Grand Plans??
Today’s question is: Why do we come up with grand plans and then feel the crunch (and urge to procrastinate) when it’s time to execute?
Background: By nature I am a procrastinator. I procrastinate. There, I’ve admitted it. I could put off just about anything, phone calls, projects around the house (you all remember my poj problem), making dinner and painfully doing projects.
I came up with this grand plan for my little boys kindergarten teacher. She’s getting married and I thought it would be such a great idea to put together a cookbook with recipes from all the families in her classes. I’d add some artwork, some pictures and it will be this totally great cookbook. The kind I wish I had when I first got married. It is going to be cool, really, really, cool. The thing is I’m feeling the crunch.

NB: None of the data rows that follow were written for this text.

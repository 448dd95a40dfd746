//! The streaming step loop.

use std::pin::Pin;
use std::sync::Arc;
use std::task::{Context, Poll};

use futures::{Stream, StreamExt};
use tokio::io::{AsyncWrite, AsyncWriteExt};
use tokio::sync::mpsc;

use super::prompt::prepare_request;
use super::step::{StepCollector, StepLoop, StepType, split_on_last_whitespace};
use super::{GenerateTextConfig, GenerateTextResult};
use crate::deferred::{Deferred, deferred};
use crate::merge::{OutputPart, merge};
use crate::tool::ToolRegistry;
use crate::{
    DynLanguageModel, Error, FinishReason, ModelRequest, ResponseMetadata, ToolCall, ToolResult,
    Usage,
};

/// One event of a [`TextStream`].
#[derive(Debug, Clone)]
#[non_exhaustive]
pub enum TextStreamPart {
    /// Generated text.
    TextDelta(String),
    /// A streamed tool call begins.
    ToolCallStreamingStart {
        /// The tool call id.
        id: String,
        /// The tool being called.
        name: String,
    },
    /// A fragment of a streamed tool call's arguments.
    ToolCallDelta {
        /// The tool call id.
        id: String,
        /// The tool being called.
        name: String,
        /// Raw argument text to append.
        args_delta: String,
    },
    /// A complete tool call.
    ToolCall(ToolCall),
    /// A tool finished.
    ToolResult(ToolResult),
    /// A step finished.
    StepFinish {
        /// Kind of the finished step.
        step_type: StepType,
        /// Why the model stopped.
        finish_reason: FinishReason,
        /// Tokens used by the step.
        usage: Usage,
        /// Response identity.
        response: ResponseMetadata,
        /// Whether the next step continues this step's text.
        is_continued: bool,
    },
    /// The whole call finished.
    Finish {
        /// Finish reason of the last step.
        finish_reason: FinishReason,
        /// Usage summed over all steps.
        usage: Usage,
    },
    /// A failure. Local failures (tools, mid-stream transport errors) are
    /// followed by more parts; a fatal one is the last part.
    Error(Arc<Error>),
}

/// Handle returned by [`stream_text`].
///
/// Iterate it as a [`Stream`] of [`TextStreamPart`]s, then await
/// [`result`](Self::result) or [`usage`](Self::usage). The background task
/// runs to completion whether or not the parts are read, so awaiting only
/// the final handles works too.
#[derive(Debug)]
pub struct TextStream {
    parts: mpsc::UnboundedReceiver<TextStreamPart>,
    /// The final result. Rejected when the call fails.
    pub result: Deferred<GenerateTextResult>,
    /// Usage summed over all steps. Rejected when the call fails.
    pub usage: Deferred<Usage>,
}

impl Stream for TextStream {
    type Item = TextStreamPart;

    fn poll_next(mut self: Pin<&mut Self>, cx: &mut Context<'_>) -> Poll<Option<Self::Item>> {
        self.parts.poll_recv(cx)
    }
}

impl TextStream {
    /// Only the text deltas.
    pub fn text_stream(&mut self) -> impl Stream<Item = String> + '_ {
        self.filter_map(|part| {
            futures::future::ready(match part {
                TextStreamPart::TextDelta(text) => Some(text),
                _ => None,
            })
        })
    }

    /// Writes every text delta to `sink` and flushes it at the end.
    pub async fn pipe_text_to<W>(&mut self, sink: &mut W) -> Result<(), Error>
    where
        W: AsyncWrite + Unpin,
    {
        let mut text = self.text_stream();
        while let Some(delta) = text.next().await {
            sink.write_all(delta.as_bytes()).await?;
        }
        sink.flush().await?;
        Ok(())
    }
}

/// Runs the step loop with streaming model calls.
///
/// Same state machine as [`generate_text`](super::generate_text), but text
/// and tool events are forwarded as they happen. With
/// [`continue_steps`](GenerateTextConfig::continue_steps), text after the
/// last whitespace is held back until more whitespace arrives or the step
/// ends, and dropped when the step is continued; the continuation
/// regenerates it.
///
/// Fatal errors (invalid arguments, a stream that cannot be opened,
/// cancellation) end the stream with an [`Error`](TextStreamPart::Error)
/// part and reject both handles.
///
/// # Panics
///
/// Panics when called outside a tokio runtime.
///
/// ```rust,no_run
/// use std::sync::Arc;
/// use futures::StreamExt;
/// use stepflow::{GenerateTextConfig, Message, ModelRequest, ToolRegistry, stream_text};
///
/// # async fn example(model: Arc<dyn stepflow::DynLanguageModel>) -> Result<(), stepflow::Error> {
/// let request = ModelRequest {
///     messages: vec![Message::user("Tell me a story")],
///     ..Default::default()
/// };
/// let mut stream = stream_text(model, Arc::new(ToolRegistry::new()), request, GenerateTextConfig::default());
/// let mut stdout = tokio::io::stdout();
/// stream.pipe_text_to(&mut stdout).await?;
/// let usage = stream.usage.await?;
/// println!("\n{} tokens", usage.total_tokens);
/// # Ok(())
/// # }
/// ```
pub fn stream_text(
    model: Arc<dyn DynLanguageModel>,
    tools: Arc<ToolRegistry>,
    request: ModelRequest,
    config: GenerateTextConfig,
) -> TextStream {
    let (tx, parts) = mpsc::unbounded_channel();
    let (result_tx, result) = deferred();
    let (usage_tx, usage) = deferred();

    tokio::spawn(async move {
        match drive(model.as_ref(), tools, request, &config, &tx).await {
            Ok(outcome) => {
                let _ = tx.send(TextStreamPart::Finish {
                    finish_reason: outcome.finish_reason,
                    usage: outcome.usage,
                });
                usage_tx.resolve(outcome.usage);
                result_tx.resolve(outcome);
            }
            Err(e) => {
                tracing::debug!(error = %e, "text stream failed");
                let _ = tx.send(TextStreamPart::Error(Arc::new(e.replicate())));
                usage_tx.reject(e.replicate());
                result_tx.reject(e);
            }
        }
    });

    TextStream {
        parts,
        result,
        usage,
    }
}

async fn drive(
    model: &dyn DynLanguageModel,
    tools: Arc<ToolRegistry>,
    request: ModelRequest,
    config: &GenerateTextConfig,
    tx: &mpsc::UnboundedSender<TextStreamPart>,
) -> Result<GenerateTextResult, Error> {
    config.validate()?;
    let mut request = prepare_request(request, &tools)?;
    request.cancel = Some(config.cancel.clone());

    let send = |part: TextStreamPart| {
        let _ = tx.send(part);
    };

    let mut state = StepLoop::new(std::mem::take(&mut request.messages));
    loop {
        if config.cancel.is_cancelled() {
            return Err(Error::Cancelled);
        }
        tracing::debug!(
            step = state.step_number(),
            step_type = ?state.step_type,
            messages = state.messages.len(),
            "step started"
        );

        let step_request = ModelRequest {
            messages: state.messages.clone(),
            ..request.clone()
        };
        let upstream = config
            .retry
            .execute(&config.cancel, || model.stream_boxed(&step_request))
            .await?;
        let mut merged = merge(
            upstream,
            Arc::clone(&tools),
            config.merge_config(config.tool_call_streaming),
            config.cancel.clone(),
        );

        let mut collected = StepCollector::default();
        let mut step_text = String::new();
        let mut held = String::new();
        let mut trim_leading = state.trims_leading_whitespace();

        while let Some(part) = merged.next().await {
            collected.absorb(&part);
            match part {
                OutputPart::TextDelta(delta) if config.continue_steps => {
                    let delta = if trim_leading {
                        delta.trim_start()
                    } else {
                        delta.as_str()
                    };
                    if delta.is_empty() {
                        continue;
                    }
                    trim_leading = false;
                    held.push_str(delta);
                    if let Some((ready, rest)) = split_on_last_whitespace(&held) {
                        let ready = ready.to_owned();
                        held = rest.to_owned();
                        step_text.push_str(&ready);
                        send(TextStreamPart::TextDelta(ready));
                    }
                }
                OutputPart::TextDelta(delta) => {
                    step_text.push_str(&delta);
                    send(TextStreamPart::TextDelta(delta));
                }
                OutputPart::ToolCallStreamingStart { id, name } => {
                    send(TextStreamPart::ToolCallStreamingStart { id, name });
                }
                OutputPart::ToolCallDelta {
                    id,
                    name,
                    args_delta,
                } => send(TextStreamPart::ToolCallDelta {
                    id,
                    name,
                    args_delta,
                }),
                OutputPart::ToolCall(call) => send(TextStreamPart::ToolCall(call)),
                OutputPart::ToolResult(result) => send(TextStreamPart::ToolResult(result)),
                OutputPart::Error(e) => send(TextStreamPart::Error(e)),
                OutputPart::ResponseMetadata(_) | OutputPart::Finish { .. } => {}
            }
        }
        if config.cancel.is_cancelled() {
            return Err(Error::Cancelled);
        }

        let next = state.next_step_type(&collected, config);
        if next != Some(StepType::Continue) && !held.is_empty() {
            step_text.push_str(&held);
            send(TextStreamPart::TextDelta(std::mem::take(&mut held)));
        }

        let step = state.commit(collected, step_text, next, config);
        tracing::debug!(
            finish_reason = ?step.finish_reason,
            tool_calls = step.tool_calls.len(),
            next = ?next,
            "step finished"
        );
        send(TextStreamPart::StepFinish {
            step_type: step.step_type,
            finish_reason: step.finish_reason,
            usage: step.usage,
            response: step.response.clone(),
            is_continued: step.is_continued,
        });

        if next.is_none() {
            return Ok(state.into_result());
        }
    }
}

The crunch is made worse by the fact that the teacher is making me a *wee* bit mad. She basically refused to set up a conference with me, because none of the days she had allotted worked for me. Originally, when I told her none of the days worked, she said she’d get back to me with some other dates. A week went by and I didn’t hear a thing, so I asked her. Clearly agitated, she said she had 5 conferences to make up and she just didn’t know what she was going to do. All I could think was, “this is my fault because…..???” I didn’t say that out loud, I just told her I’d take his evaluation then and screwforget the conference.
So that was bad enough.
Then yesterday my little buddy was complaining that he didn’t want to go to reading anymore because he’s missing recess (he gets a little reading help). I looked at him skeptically and said, “what do you mean buddy?” He said just that, he’s been missing recess. My boy is in kindergarten, there is no reason I can think of that would put reading for a kindergartner in front of physical exercise, especially fun recess. If the schedule has changed, skip the reading, don’t turn it into a punishment. That’s practically the sure fire way to get a kid to hate reading. When I asked her about it in an email, she said “I know it’s been happening the last week or two, hopefully it will be back to normal next week”. All I can say is, wow, I can’t believe he’s had to miss recess for a week or two, I feel kinda sorry for him (but I didn’t tell him that).
Of course, all this is making the cookbook book even harder. It’s going to be so great (that’s me convincing myself) I just hope she appreciates it.
So I’m off to work on the book (and by the way blurb is great for this stuff you anyone is looking for a great online book maker) and de toy the basement. Crunch, Crunch, Crunch.



It seriously pisses me off that schools put their standings in standardized tests ahead of a child’s physical education. Isn’t that really what it’s all about? Doind better than the schoold down the road in testing results? They should have discussed it with you for sure before yanking his recess. Poor guy. He’s in kindergarted for goodness sakes. Ridiculous.
Comment by Cristina — May 9, 2008 @ 7:55 pm
it gets better. after I left the classroom teacher and the reading teacher a message saying I didn’t want it to happen again, the principal sent me an email (well to Celeste, at PW’s work email, which I assume it for me! LOL). In the email she said that while my little boy may think he missed recess, he didn’t. I think they are all crazy now. I’m going to have a little talk with them about who is pulling the wool over who’s eyes too. I do still have the email from the teacher saying that it’s happened over the last two weeks. I asked the little buddy how many times he thinks he missed recess and he said a whole week. UGh, it’s totally agrivating.
Comment by colette — May 11, 2008 @ 5:57 pm
LOL at my typing in my original response. Well, what is the difference between thinking he missed recess and actually missing it? Don’t both have the same psychological effect? Oh, and my girlfriend’s little girl’s (male) teacher sent a text message to my girlfriend’s phone which was actually my girlfriend’s husband’s phone – telling her that she’s his (the teacher’s) favorite mom. I told the husband he should have texted him back and told him she’s his favorite mom too. She’s the mom of his three little girls. What a weirdo! You never now about emails and text message – who will end up getting them. LOL!